"You gotta Skibidi the MIPS then rizz the vector engine or else the game will go to Ohio."
- Vinny Vinesauce when he was ROM hacking some N64 games
"Remove life essence from girl in the abstract form of a miniature crystal left over from the formation of the universe. Girl becomes salt pillar."
- Helpful instructions on how to quickly deactivate a hostile Senshi
"Uhh… Beetlefruit? Beetlebreakfast? Beetledrink?"
- A famous movie line that's slightly relevant to the content of this fanfic
"…-ooooOOOOOOOooooodddd!"
- The same Troll 2 kid I quoted in Territorial Modulations
Once she finished Lord Drakkoning all of the Sailor Guardians and Event Horizoning the universe so hard it would have made Ozymandias feel humble, Galaxia fell into one of her dour Ming the Merciless moods. Eternal life could be so boring when there weren't any fresh lambs to slaughter.
The Queen of the Conquered Universe was less sitting on her throne, and more like sprawling over it as if it were a rigid gold hammock. Her gilded armor boots swayed aimlessly over the armrest as she drew little destructive black holes in the air with her index finger. Her other fist was tucked under her chin in constant subdued agitation.
The rest of Galaxia's ruthless team was seated around a circular counter under a narrow spotlight a few short paces away from the throne. Officially, they were a gathering of noble confidantes. Unofficially, they were more along the lines of fashionable gangsters crowding around a speakeasy and flexing their daintily-defined muscles at each other.
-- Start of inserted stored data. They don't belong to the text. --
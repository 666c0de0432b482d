use ndarray::Array1;
use thiserror::Error;

use crate::chroma;
use crate::config::{HOP_LENGTH, N_FEATURES, N_FFT, ROLLOFF_PERCENT};
use crate::mfcc;
use crate::stft::{frame_count, Stft};

/// Raw (unscaled) 26-element feature vector.
pub type FeatureVector = Array1<f32>;

#[derive(Debug, Error)]
pub enum FeatureError {
    #[error("empty audio input")]
    EmptyInput,
    #[error("non-finite sample values in input")]
    NonFinite,
}

/// Computes the fixed-order acoustic feature vector: chroma mean, RMS mean,
/// spectral centroid/bandwidth/rolloff means, zero-crossing-rate mean, and
/// the means of the first 20 MFCCs.
///
/// Always yields exactly [`N_FEATURES`] values for non-empty input.
pub fn extract_features(samples: &[f32], sample_rate: u32) -> Result<FeatureVector, FeatureError> {
    if samples.is_empty() {
        return Err(FeatureError::EmptyInput);
    }
    if samples.iter().any(|s| !s.is_finite()) {
        return Err(FeatureError::NonFinite);
    }

    let samples = peak_normalize(samples);
    let magnitudes = Stft::new().magnitudes(&samples);

    let mut features = Vec::with_capacity(N_FEATURES);
    features.push(chroma::chroma_mean(&magnitudes, sample_rate));
    features.push(mean(&frame_rms(&samples)));
    features.push(mean(&spectral_centroids(&magnitudes, sample_rate)));
    features.push(mean(&spectral_bandwidths(&magnitudes, sample_rate)));
    features.push(mean(&spectral_rolloffs(&magnitudes, sample_rate)));
    features.push(mean(&zero_crossing_rates(&samples)));
    features.extend(mfcc::calculate(&magnitudes, sample_rate));

    debug_assert_eq!(features.len(), N_FEATURES);
    Ok(Array1::from_vec(features))
}

fn peak_normalize(samples: &[f32]) -> Vec<f32> {
    let peak = samples.iter().fold(0.0f32, |peak, s| peak.max(s.abs()));
    if peak > 0.0 {
        samples.iter().map(|s| s / peak).collect()
    } else {
        samples.to_vec()
    }
}

fn mean(values: &[f32]) -> f32 {
    if values.is_empty() {
        0.0
    } else {
        values.iter().sum::<f32>() / values.len() as f32
    }
}

/// Root-mean-square energy per analysis frame.
fn frame_rms(samples: &[f32]) -> Vec<f32> {
    (0..frame_count(samples.len()))
        .map(|index| {
            let start = index * HOP_LENGTH;
            let energy: f32 = (0..N_FFT)
                .map(|i| {
                    let s = samples.get(start + i).copied().unwrap_or(0.0);
                    s * s
                })
                .sum();
            (energy / N_FFT as f32).sqrt()
        })
        .collect()
}

fn bin_frequencies(sample_rate: u32) -> Vec<f32> {
    (0..=N_FFT / 2)
        .map(|bin| bin as f32 * sample_rate as f32 / N_FFT as f32)
        .collect()
}

/// Magnitude-weighted mean frequency per frame, in Hz.
fn spectral_centroids(magnitudes: &[Vec<f32>], sample_rate: u32) -> Vec<f32> {
    let freqs = bin_frequencies(sample_rate);
    magnitudes
        .iter()
        .map(|frame| {
            let total: f32 = frame.iter().sum();
            if total <= f32::EPSILON {
                return 0.0;
            }
            frame
                .iter()
                .zip(&freqs)
                .map(|(m, f)| m * f)
                .sum::<f32>()
                / total
        })
        .collect()
}

/// Magnitude-weighted standard deviation around the centroid, in Hz.
fn spectral_bandwidths(magnitudes: &[Vec<f32>], sample_rate: u32) -> Vec<f32> {
    let freqs = bin_frequencies(sample_rate);
    magnitudes
        .iter()
        .map(|frame| {
            let total: f32 = frame.iter().sum();
            if total <= f32::EPSILON {
                return 0.0;
            }
            let centroid = frame
                .iter()
                .zip(&freqs)
                .map(|(m, f)| m * f)
                .sum::<f32>()
                / total;
            let variance = frame
                .iter()
                .zip(&freqs)
                .map(|(m, f)| m * (f - centroid).powi(2))
                .sum::<f32>()
                / total;
            variance.sqrt()
        })
        .collect()
}

/// Frequency below which [`ROLLOFF_PERCENT`] of the spectral energy sits.
fn spectral_rolloffs(magnitudes: &[Vec<f32>], sample_rate: u32) -> Vec<f32> {
    let freqs = bin_frequencies(sample_rate);
    magnitudes
        .iter()
        .map(|frame| {
            let total: f32 = frame.iter().sum();
            if total <= f32::EPSILON {
                return 0.0;
            }
            let threshold = ROLLOFF_PERCENT * total;
            let mut cumulative = 0.0;
            for (m, &f) in frame.iter().zip(&freqs) {
                cumulative += m;
                if cumulative >= threshold {
                    return f;
                }
            }
            *freqs.last().unwrap_or(&0.0)
        })
        .collect()
}

/// Fraction of sign changes per analysis frame.
fn zero_crossing_rates(samples: &[f32]) -> Vec<f32> {
    (0..frame_count(samples.len()))
        .map(|index| {
            let start = index * HOP_LENGTH;
            let mut crossings = 0usize;
            for i in 1..N_FFT {
                let a = samples.get(start + i - 1).copied().unwrap_or(0.0);
                let b = samples.get(start + i).copied().unwrap_or(0.0);
                if (a >= 0.0) != (b >= 0.0) {
                    crossings += 1;
                }
            }
            crossings as f32 / N_FFT as f32
        })
        .collect()
}

#[cfg(test)]
mod tests {
    use super::{extract_features, FeatureError};
    use crate::config::N_FEATURES;

    const SAMPLE_RATE: u32 = 16_000;

    fn sine(freq: f32, seconds: f32) -> Vec<f32> {
        let n = (SAMPLE_RATE as f32 * seconds) as usize;
        (0..n)
            .map(|i| (2.0 * std::f32::consts::PI * freq * i as f32 / SAMPLE_RATE as f32).sin())
            .collect()
    }

    #[test]
    fn always_yields_26_features() {
        for seconds in [0.05, 1.0, 3.0, 5.0] {
            let features = extract_features(&sine(440.0, seconds), SAMPLE_RATE).unwrap();
            assert_eq!(features.len(), N_FEATURES, "duration {seconds}s");
        }
    }

    #[test]
    fn empty_input_is_an_error() {
        assert!(matches!(
            extract_features(&[], SAMPLE_RATE),
            Err(FeatureError::EmptyInput)
        ));
    }

    #[test]
    fn non_finite_input_is_an_error() {
        assert!(matches!(
            extract_features(&[0.1, f32::NAN, 0.2], SAMPLE_RATE),
            Err(FeatureError::NonFinite)
        ));
    }

    #[test]
    fn silence_yields_finite_features() {
        let features = extract_features(&vec![0.0; 48_000], SAMPLE_RATE).unwrap();
        assert_eq!(features.len(), N_FEATURES);
        assert!(features.iter().all(|f| f.is_finite()));
    }

    #[test]
    fn pure_tone_centroid_is_near_its_frequency() {
        let features = extract_features(&sine(1_000.0, 3.0), SAMPLE_RATE).unwrap();
        let centroid = features[2];
        assert!(
            (500.0..2_000.0).contains(&centroid),
            "centroid {centroid} Hz for a 1 kHz tone"
        );
    }

    #[test]
    fn high_frequency_tone_crosses_zero_more_often() {
        let low = extract_features(&sine(200.0, 1.0), SAMPLE_RATE).unwrap()[5];
        let high = extract_features(&sine(4_000.0, 1.0), SAMPLE_RATE).unwrap()[5];
        assert!(high > low, "zcr {high} should exceed {low}");
    }

    #[test]
    fn amplitude_does_not_change_features() {
        let quiet: Vec<f32> = sine(440.0, 1.0).iter().map(|s| s * 0.05).collect();
        let loud = sine(440.0, 1.0);
        let a = extract_features(&quiet, SAMPLE_RATE).unwrap();
        let b = extract_features(&loud, SAMPLE_RATE).unwrap();
        for (x, y) in a.iter().zip(b.iter()) {
            assert!((x - y).abs() < 1e-3, "{x} vs {y}");
        }
    }
}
Aluminum Siren was one usual suspect sitting in the ring. She kept quietly to herself as she placed a warm mug on the table and reached into the fin-shaped pocket on her hip. Her hand returned to the mug with a certain collection of ashes crushed in her fingers, carefully sprinkling the mysterious powder into her morning brew. The Star Seeds she wrenched out of her victims' bodies belonged to Queen Galaxia, but the Sailor Murderess was allowed to keep the finely-ground remainder of her earnings.
Her only disappointment was she didn't have the entire Earth Sailor Army tangled in a heap under her tentacles when she zapped the Star Seeds out of their pathetic carbon molecules. She could have won the whole messy war for her dear Lady Galaxia with just a soft hum and a little flick of her hair, and then she would instantly have a dozen or so different powder flavors to mix and match in her tonics.
But it was probably more proper that Galaxia got the highest number of kills in the vicious, grueling version of history that really happened. Siren was just happy she was able to prey on the Earth team's watery, electrically-inclined guppies and make Galaxia's job a little easier. She didn't even mind how much the other servants were jealous of her combat record. She only got to deliver the coup de gril to two Earth-System Sailor Guardians, forever cementing (and cremating and dissolving) them as the weakest of their kind.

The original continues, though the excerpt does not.